I did it exactly as you have mentioned above,whitestar...but in vain.
"ipconfig /all" is running well on in Windows,but I am unable to copy paste the script here,so that all of you can see.


----------



## whitestar_999 (Apr 1, 2013)

just maximize the command prompt window & use print screen(or windows 7 snip tool) button to capture image & post the screenshot here.


----------



## kg11sgbg (Apr 2, 2013)

Well here it is:


----------



## whitestar_999 (Apr 2, 2013)

in capture1 it is showing that your ip address for tp-link is 169.254.61.95 & subnet 255.255.0.0 which is why you can't access tp-link settings page(192.168.1.1).in adapter settings click on properties of local area connection 2(tp-link one) & in ipv4 properties manually enter ip as 192.168.1.4 & gateway as 192.168.1.1 & it should work.


----------



## kg11sgbg (Apr 3, 2013)

friend,whitestar,I Thank and Honour you for your generous and kind patience to Help noobs like me.

Unfortunately,with your exact followup procedures + values,still can't open the Range Extender's page...

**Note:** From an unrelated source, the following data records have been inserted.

//! Workers KV namespaces, keys and values

use reqwest::header::HeaderMap;
use reqwest::Method;
use serde::de::IgnoredAny;
use serde::{Deserialize, Serialize};
use serde_json::{json, Value};
use tokio_util::sync::CancellationToken;

use crate::api::client::{decode_envelope, into_result, Client};
use crate::api::container::ResourceContainer;
use crate::api::error::{Error, Result};
use crate::api::pagination::{CursorPaginated, Paginated, PaginationOptions};
use crate::api::query::{Query, QueryParams};
use crate::api::response::ResultInfo;
use crate::api::transport::{headers, RequestBody};
use crate::resources::{require, segment};

#[derive(Debug, Clone, Default, PartialEq, Serialize, Deserialize)]
pub struct WorkersKvNamespace {
    pub id: String,
    pub title: String,
    #[serde(default, skip_serializing_if = "Option::is_none")]
    pub supports_url_encoding: Option<bool>,
}

/// Key stored in a namespace
#[derive(Debug, Clone, Default, PartialEq, Serialize, Deserialize)]
pub struct StorageKey {
    pub name: String,
    #[serde(default, skip_serializing_if = "Option::is_none")]
    pub expiration: Option<i64>,
    #[serde(default, skip_serializing_if = "Option::is_none")]
    pub metadata: Option<Value>,
}

/// Entry for a bulk write
#[derive(Debug, Clone, Default, PartialEq, Serialize)]
pub struct WorkersKvPair {
    pub key: String,
    pub value: String,
    #[serde(skip_serializing_if = "Option::is_none")]
    pub expiration: Option<i64>,
    #[serde(skip_serializing_if = "Option::is_none")]
    pub expiration_ttl: Option<i64>,
    #[serde(skip_serializing_if = "Option::is_none")]
    pub metadata: Option<Value>,
    #[serde(skip_serializing_if = "Option::is_none")]
    pub base64: Option<bool>,
}

#[derive(Debug, Clone, Default)]
pub struct ListWorkersKvNamespacesParams {
    pub order: Option<String>,
    pub direction: Option<String>,
    pub pagination: PaginationOptions,
}

impl QueryParams for ListWorkersKvNamespacesParams {
    fn append_query(&self, query: &mut Query) {
        query
            .opt("order", self.order.as_ref())
            .opt("direction", self.direction.as_ref())
            .extend(&self.pagination);
    }
}

impl Paginated for ListWorkersKvNamespacesParams {
    fn pagination_mut(&mut self) -> &mut PaginationOptions {
        &mut self.pagination
    }
}

#[derive(Debug, Clone, Default)]
pub struct ListWorkersKvKeysParams {
    pub namespace_id: String,
    pub prefix: Option<String>,
    pub limit: Option<u32>,
    pub cursor: Option<String>,
}

impl QueryParams for ListWorkersKvKeysParams {
    fn append_query(&self, query: &mut Query) {
        query
            .opt("prefix", self.prefix.as_ref())
            .opt("limit", self.limit)
            .opt("cursor", self.cursor.as_ref());
    }
}

impl CursorPaginated for ListWorkersKvKeysParams {
    fn set_cursor(&mut self, cursor: String) {
        self.cursor = Some(cursor);
    }
}

fn namespaces_path(rc: &ResourceContainer) -> String {
    format!("{}/storage/kv/namespaces", rc.path())
}

fn value_path(rc: &ResourceContainer, namespace_id: &str, key: &str) -> String {
    format!(
        "{}/{}/values/{}",
        namespaces_path(rc),
        namespace_id,
        segment(key)
    )
}

fn check_key(rc: &ResourceContainer, namespace_id: &str, key: &str) -> Result<()> {
    rc.require_account()?;
    require(namespace_id, Error::MissingResourceId("namespace id"))?;
    require(key, Error::MissingResourceId("key name"))
}

impl Client {
    /// The returned [`ResultInfo`] points one page past the last page served.
    pub async fn list_workers_kv_namespaces(
        &self,
        ctx: &CancellationToken,
        rc: &ResourceContainer,
        params: ListWorkersKvNamespacesParams,
    ) -> Result<(Vec<WorkersKvNamespace>, ResultInfo)> {
        rc.require_account()?;
        self.list_pages(ctx, &namespaces_path(rc), params, 50).await
    }

    pub async fn create_workers_kv_namespace(
        &self,
        ctx: &CancellationToken,
        rc: &ResourceContainer,
        title: &str,
    ) -> Result<WorkersKvNamespace> {
        rc.require_account()?;
        require(title, Error::MissingResourceId("namespace title"))?;
        self.post(ctx, namespaces_path(rc), &json!({ "title": title }))
            .await
    }

    pub async fn rename_workers_kv_namespace(
        &self,
        ctx: &CancellationToken,
        rc: &ResourceContainer,
        namespace_id: &str,
        title: &str,
    ) -> Result<()> {
        rc.require_account()?;
        require(namespace_id, Error::MissingResourceId("namespace id"))?;
        let _: IgnoredAny = self
            .put(
                ctx,
                format!("{}/{}", namespaces_path(rc), namespace_id),
                &json!({ "title": title }),
            )
            .await?;
        Ok(())
    }

    pub async fn delete_workers_kv_namespace(
        &self,
        ctx: &CancellationToken,
        rc: &ResourceContainer,
        namespace_id: &str,
    ) -> Result<()> {
        rc.require_account()?;
        require(namespace_id, Error::MissingResourceId("namespace id"))?;
        let _: IgnoredAny = self
            .delete(ctx, format!("{}/{}", namespaces_path(rc), namespace_id))
            .await?;
        Ok(())
    }

    /// List keys, following `result_info.cursor` until exhausted.
    pub async fn list_workers_kv_keys(
        &self,
        ctx: &CancellationToken,
        rc: &ResourceContainer,
        params: ListWorkersKvKeysParams,
    ) -> Result<Vec<StorageKey>> {
        rc.require_account()?;
        require(&params.namespace_id, Error::MissingResourceId("namespace id"))?;
        let path = format!("{}/{}/keys", namespaces_path(rc), params.namespace_id);
        let (keys, _) = self.list_cursor(ctx, &path, params).await?;
        Ok(keys)
    }

    /// Read a value. The body is returned verbatim, not wrapped in an envelope.
    pub async fn read_workers_kv_value(
        &self,
        ctx: &CancellationToken,
        rc: &ResourceContainer,
        namespace_id: &str,
        key: &str,
    ) -> Result<Vec<u8>> {
        check_key(rc, namespace_id, key)?;
        let response = self
            .send(
                ctx,
                Method::GET,
                value_path(rc, namespace_id, key),
                None,
                HeaderMap::new(),
            )
            .await?;
        Ok(response.body)
    }

    /// Write a value as raw bytes.
    pub async fn write_workers_kv_value(
        &self,
        ctx: &CancellationToken,
        rc: &ResourceContainer,
        namespace_id: &str,
        key: &str,
        value: &[u8],
    ) -> Result<()> {
        check_key(rc, namespace_id, key)?;
        let response = self
            .send(
                ctx,
                Method::PUT,
                value_path(rc, namespace_id, key),
                Some(RequestBody::Bytes(value.to_vec())),
                headers(&[("content-type", "application/octet-stream")]),
            )
            .await?;
        let _: IgnoredAny = into_result(decode_envelope(&response)?)?;
        Ok(())
    }

    pub async fn write_workers_kv_entries(
        &self,
        ctx: &CancellationToken,
        rc: &ResourceContainer,
        namespace_id: &str,
        entries: &[WorkersKvPair],
    ) -> Result<()> {
        rc.require_account()?;
        require(namespace_id, Error::MissingResourceId("namespace id"))?;
        let _: IgnoredAny = self
            .put(
                ctx,
                format!("{}/{}/bulk", namespaces_path(rc), namespace_id),
                entries,
            )
            .await?;
        Ok(())
    }

    pub async fn delete_workers_kv_value(
        &self,
        ctx: &CancellationToken,
        rc: &ResourceContainer,
        namespace_id: &str,
        key: &str,
    ) -> Result<()> {
        check_key(rc, namespace_id, key)?;
        let _: IgnoredAny = self
            .delete(ctx, value_path(rc, namespace_id, key))
            .await?;
        Ok(())
    }
}

#[cfg(test)]
mod tests {
    use super::*;

    #[test]
    fn keys_are_percent_encoded_in_paths() {
        let rc = ResourceContainer::account("a");
        assert_eq!(
            value_path(&rc, "ns", "user/42 profile"),
            "/accounts/a/storage/kv/namespaces/ns/values/user%2F42%20profile"
        );
    }

    #[test]
    fn key_operations_check_all_identifiers() {
        let rc = ResourceContainer::account("a");
        assert!(matches!(
            check_key(&rc, "", "k"),
            Err(Error::MissingResourceId("namespace id"))
        ));
        assert!(matches!(
            check_key(&rc, "ns", ""),
            Err(Error::MissingResourceId("key name"))
        ));
        assert!(matches!(
            check_key(&ResourceContainer::zone("z"), "ns", "k"),
            Err(Error::UnsupportedContainer { .. })
        ));
    }

    #[test]
    fn bulk_pairs_skip_unset_fields() {
        let pair = WorkersKvPair {
            key: "k".into(),
            value: "v".into(),
            expiration_ttl: Some(60),
            ..Default::default()
        };
        assert_eq!(
            serde_json::to_value(&pair).unwrap(),
            json!({"key": "k", "value": "v", "expiration_ttl": 60})
        );
    }
}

Sorry,mate for disturbing you.


----------



## shreymittal (Apr 3, 2013)

If u both are comfortable with teamviewer then whitestar help him out using teamviewer.


----------



## whitestar_999 (Apr 3, 2013)

no problem.you can't learn without making efforts.i spent ~2 hour yesterday understanding how a laptop given to me by a family friend for repair has a GPT style hdd instead of the usual MBR one not to mention my first encounter with UEFI bios.after spending the time i finally figured out all there is to know about GPT hdd & its difference with respect to usual MBR style hdd not to mention how to configure various bios options of a UEFI bios enabled laptop/motherboard to correctly install both types of hdd.
let's do this again.first turn off dlink & then turn on tp-link connected to pc via lan wire.this time enter ip address as before(192.168.1.4) but gateway as 192.168.1.254(default ip address of device)to be safe leave gateway blank instead of 192.168.1.1 & now try opening 192.168.1.254 in browser.


----------



## kg11sgbg (Apr 4, 2013)

whitestar_999 said:


> no problem.you can't learn without making efforts.i spent ~2 hour yesterday understanding how a laptop given to me by a family friend for repair has a GPT style hdd instead of the usual MBR one not to mention my first encounter with UEFI bios.after spending the time i finally figured out all there is to know about GPT hdd & its difference with respect to usual MBR style hdd not to mention how to configure various bios options of a UEFI bios enabled laptop/motherboard to correctly install both types of hdd.
> let's do this again.*first turn off dlink & then turn on tp-link connected to pc via lan wire.this time enter ip address as before(192.168.1.4) but to be safe leave gateway blank instead of 192.168.1.1 & now try opening 192.168.1.254 in browser.*




Sorry,bro. the same old message: Cannot connect to website....


----------



## whitestar_999 (Apr 4, 2013)

describe in exact words what was the setup when you tried(every detail including which device was on which was off,result of ipconfig etc).


----------